Perhaps becoming a Marine after graduation was his way of finding place. I know that his childhood dream was to return to his Ethiopia and help the children there.
He wanted to buy a farm and raise cows, like those he tended as a boy in mountains of Ethiopia.
But America doesn’t fund those kind of dreams, not for teenage boys, particularly those with less means. Instead we train them to kill others in far away places and then expect them to return “home,” and live as if it never happened.
These same crimes would land Joseph in jail in the states, and it is he who will have to come to peace with that incongruency.
And it is WE, who hold the responsibility of sending our children to such places of anguish outside–and inside–themselves.
And so the military will hire more therapists and increase spending to support soldiers with their mental health or their missing limbs or lost comrades or visions of death while the rest of the country will worry about the economy which relies so heavily on perpetuating this machine of hopelessness and cruelty.

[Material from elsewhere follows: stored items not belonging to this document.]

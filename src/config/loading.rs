//! Configuration loading functionality.

use anyhow::{Context, Result};
use std::fs;
use std::path::{Path, PathBuf};

use super::Config;
use super::validation::validate_config;
use crate::constants::*;

/// Path of `adhanr.toml`, inside `config_dir` when one is given.
pub fn get_config_path(config_dir: Option<&Path>) -> Result<PathBuf> {
    if let Some(dir) = config_dir {
        return Ok(dir.join(CONFIG_FILE_NAME));
    }
    let base = dirs::config_dir().context("Could not determine config directory")?;
    Ok(base.join(APP_DIR_NAME).join(CONFIG_FILE_NAME))
}

/// Load configuration, creating a default file first if none exists.
pub fn load(config_dir: Option<&Path>) -> Result<Config> {
    let config_path = get_config_path(config_dir)?;

    if !config_path.exists() {
        super::builder::create_default_config(&config_path)
            .context("Failed to create default config during load")?;
    }

    load_from_path(&config_path)
        .with_context(|| format!("Failed to load configuration from {}", config_path.display()))
}

/// Load configuration from a specific path. Does not create missing files.
pub fn load_from_path(path: &Path) -> Result<Config> {
    let content = fs::read_to_string(path)
        .with_context(|| format!("Failed to read config from {}", path.display()))?;

    let config: Config = toml::from_str(&content)
        .with_context(|| format!("Failed to parse config from {}", path.display()))?;

    validate_config(&config)?;

    Ok(config)
}
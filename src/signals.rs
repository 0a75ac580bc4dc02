//! Signal handling for the live countdown.
//!
//! A background thread turns SIGINT, SIGTERM and SIGHUP into a
//! [`LoopMessage::Shutdown`] on the main loop's channel, so the loop can stop
//! its ticker and restore the terminal before exiting.

use anyhow::{Context, Result};
use signal_hook::{
    consts::signal::{SIGHUP, SIGINT, SIGTERM},
    iterator::Signals,
};
use std::sync::mpsc::Sender;
use std::thread;

use crate::countdown::CountdownState;

/// Everything the live loop reacts to.
#[derive(Debug, Clone)]
pub enum LoopMessage {
    /// A countdown reading from the active ticker session
    Tick(CountdownState),
    /// Termination requested
    Shutdown,
}

/// Forward termination signals to `sender` as [`LoopMessage::Shutdown`].
pub fn setup_signal_handler(sender: Sender<LoopMessage>) -> Result<()> {
    let mut signals =
        Signals::new([SIGINT, SIGTERM, SIGHUP]).context("failed to register signal handlers")?;

    thread::spawn(move || {
        for sig in signals.forever() {
            log_debug!("Received signal {sig}");
            if sender.send(LoopMessage::Shutdown).is_err() {
                break;
            }
        }
    });

    Ok(())
}
//! Run command: live board and a countdown redrawn once per second.
//!
//! Each cycle resolves a fresh board, arms the ticker on the next prayer and
//! consumes ticks from a channel shared with the signal thread. When the
//! countdown expires or the calendar date changes, the ticker is stopped and
//! a new cycle starts. On shutdown the ticker is stopped before returning.

use anyhow::{Context, Result};
use crossterm::{
    cursor, execute,
    style::Print,
    terminal::{Clear, ClearType},
};
use std::io::{Write, stdout};
use std::sync::Arc;
use std::sync::mpsc::{self, Receiver, Sender};

use super::CommandContext;
use crate::args::CommonOptions;
use crate::board::PrayerBoard;
use crate::countdown::CountdownTicker;
use crate::display::{countdown_line, next_headline, print_board};
use crate::signals::{LoopMessage, setup_signal_handler};

pub fn handle_run_command(options: &CommonOptions) -> Result<()> {
    let ctx = CommandContext::prepare(options, true)?;

    log_version!();
    if options.debug_enabled {
        ctx.config.log_config(&ctx.config_path);
    }
    if ctx.time_source.is_simulated() {
        log_pipe!();
        log_info!(
            "Starting from {}",
            ctx.request
                .zone
                .format(ctx.time_source.now(), "%Y-%m-%d %H:%M:%S")
        );
    }

    let (tx, rx) = mpsc::channel::<LoopMessage>();
    setup_signal_handler(tx.clone())?;

    let mut ticker = CountdownTicker::new(Arc::clone(&ctx.time_source));
    let result = {
        let _cursor = CursorGuard::hide();
        run_cycles(&ctx, &mut ticker, &tx, &rx)
    };
    ticker.stop();

    log_end!();
    result
}

enum CycleEnd {
    Reresolve,
    Shutdown,
}

fn run_cycles(
    ctx: &CommandContext,
    ticker: &mut CountdownTicker,
    tx: &Sender<LoopMessage>,
    rx: &Receiver<LoopMessage>,
) -> Result<()> {
    loop {
        let board = PrayerBoard::resolve(&ctx.oracle, &ctx.request, ctx.time_source.now())
            .context("Failed to resolve prayer times")?;

        print_board(&board, &ctx.request.zone, ctx.config.time_format());
        log_block_start!(
            "Next: {}",
            next_headline(&board, &ctx.request.zone, ctx.config.time_format())
        );

        // Ticks of the previous session must not leak into this cycle
        ticker.stop();
        if drain_stale_ticks(rx) {
            return Ok(());
        }

        let sender = tx.clone();
        ticker.start(board.next().event.instant(), move |state| {
            let _ = sender.send(LoopMessage::Tick(state.clone()));
        });

        match watch_countdown(ctx, &board, rx)? {
            CycleEnd::Reresolve => {
                ticker.stop();
                log_pipe!();
                log_info!("Next prayer changed, updating");
            }
            CycleEnd::Shutdown => return Ok(()),
        }
    }
}

fn watch_countdown(
    ctx: &CommandContext,
    board: &PrayerBoard,
    rx: &Receiver<LoopMessage>,
) -> Result<CycleEnd> {
    while let Ok(message) = rx.recv() {
        match message {
            LoopMessage::Tick(state) => {
                draw_line(&countdown_line(&state))?;
                let date_changed = !board.is_current(&ctx.request.zone, ctx.time_source.now());
                if state.is_expired() || date_changed {
                    finish_line();
                    return Ok(CycleEnd::Reresolve);
                }
            }
            LoopMessage::Shutdown => {
                finish_line();
                return Ok(CycleEnd::Shutdown);
            }
        }
    }
    // Every sender is gone; nothing can wake us again
    finish_line();
    Ok(CycleEnd::Shutdown)
}

/// Discard queued ticks. Returns true if a shutdown was queued among them.
fn drain_stale_ticks(rx: &Receiver<LoopMessage>) -> bool {
    while let Ok(message) = rx.try_recv() {
        if matches!(message, LoopMessage::Shutdown) {
            return true;
        }
    }
    false
}

fn draw_line(line: &str) -> Result<()> {
    execute!(
        stdout(),
        cursor::MoveToColumn(0),
        Clear(ClearType::CurrentLine),
        Print(format!("┣ {line}"))
    )?;
    Ok(())
}

fn finish_line() {
    let mut out = stdout();
    let _ = writeln!(out);
    let _ = out.flush();
}

/// Hides the terminal cursor while the countdown redraws; shows it on drop.
struct CursorGuard;

impl CursorGuard {
    fn hide() -> Self {
        let _ = execute!(stdout(), cursor::Hide);
        CursorGuard
    }
}

impl Drop for CursorGuard {
    fn drop(&mut self) {
        let _ = execute!(stdout(), cursor::Show);
    }
}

I wonder if it might help if we all did that to which my young son bore witness–face forward. Can we find a soldier’s strength to face forward in our lives and do the work that needs doing.
And to let that work be of service to others–the kind of service that lends itself to other “drops” of change…
Until the bucket of terror is tipped,
And we have watered a lush new world.
2013 update, from Remembering American’s Veterans in 2013
- Veterans account for 20 percent of national suicides.
- An estimated 22 veterans committed suicide each day in 2010, according to a report from the U.S. Department of Veterans Affairs.
- Nearly 35 percent of deployed service members experience symptoms of post-traumatic stress disorder, or PTSD, according to Stanford University estimates.
- 27 percent of Army soldiers met the criteria for alcohol abuse in three or four months after returning from Iraq, according to a 2011 study by the National Institute for Drug Abuse.
- A 2009 Pentagon health survey found that one in four soldiers had abused prescription drugs.
- Combat veterans are 31 percent more likely to begin binge drinking than service members who do not experience combat.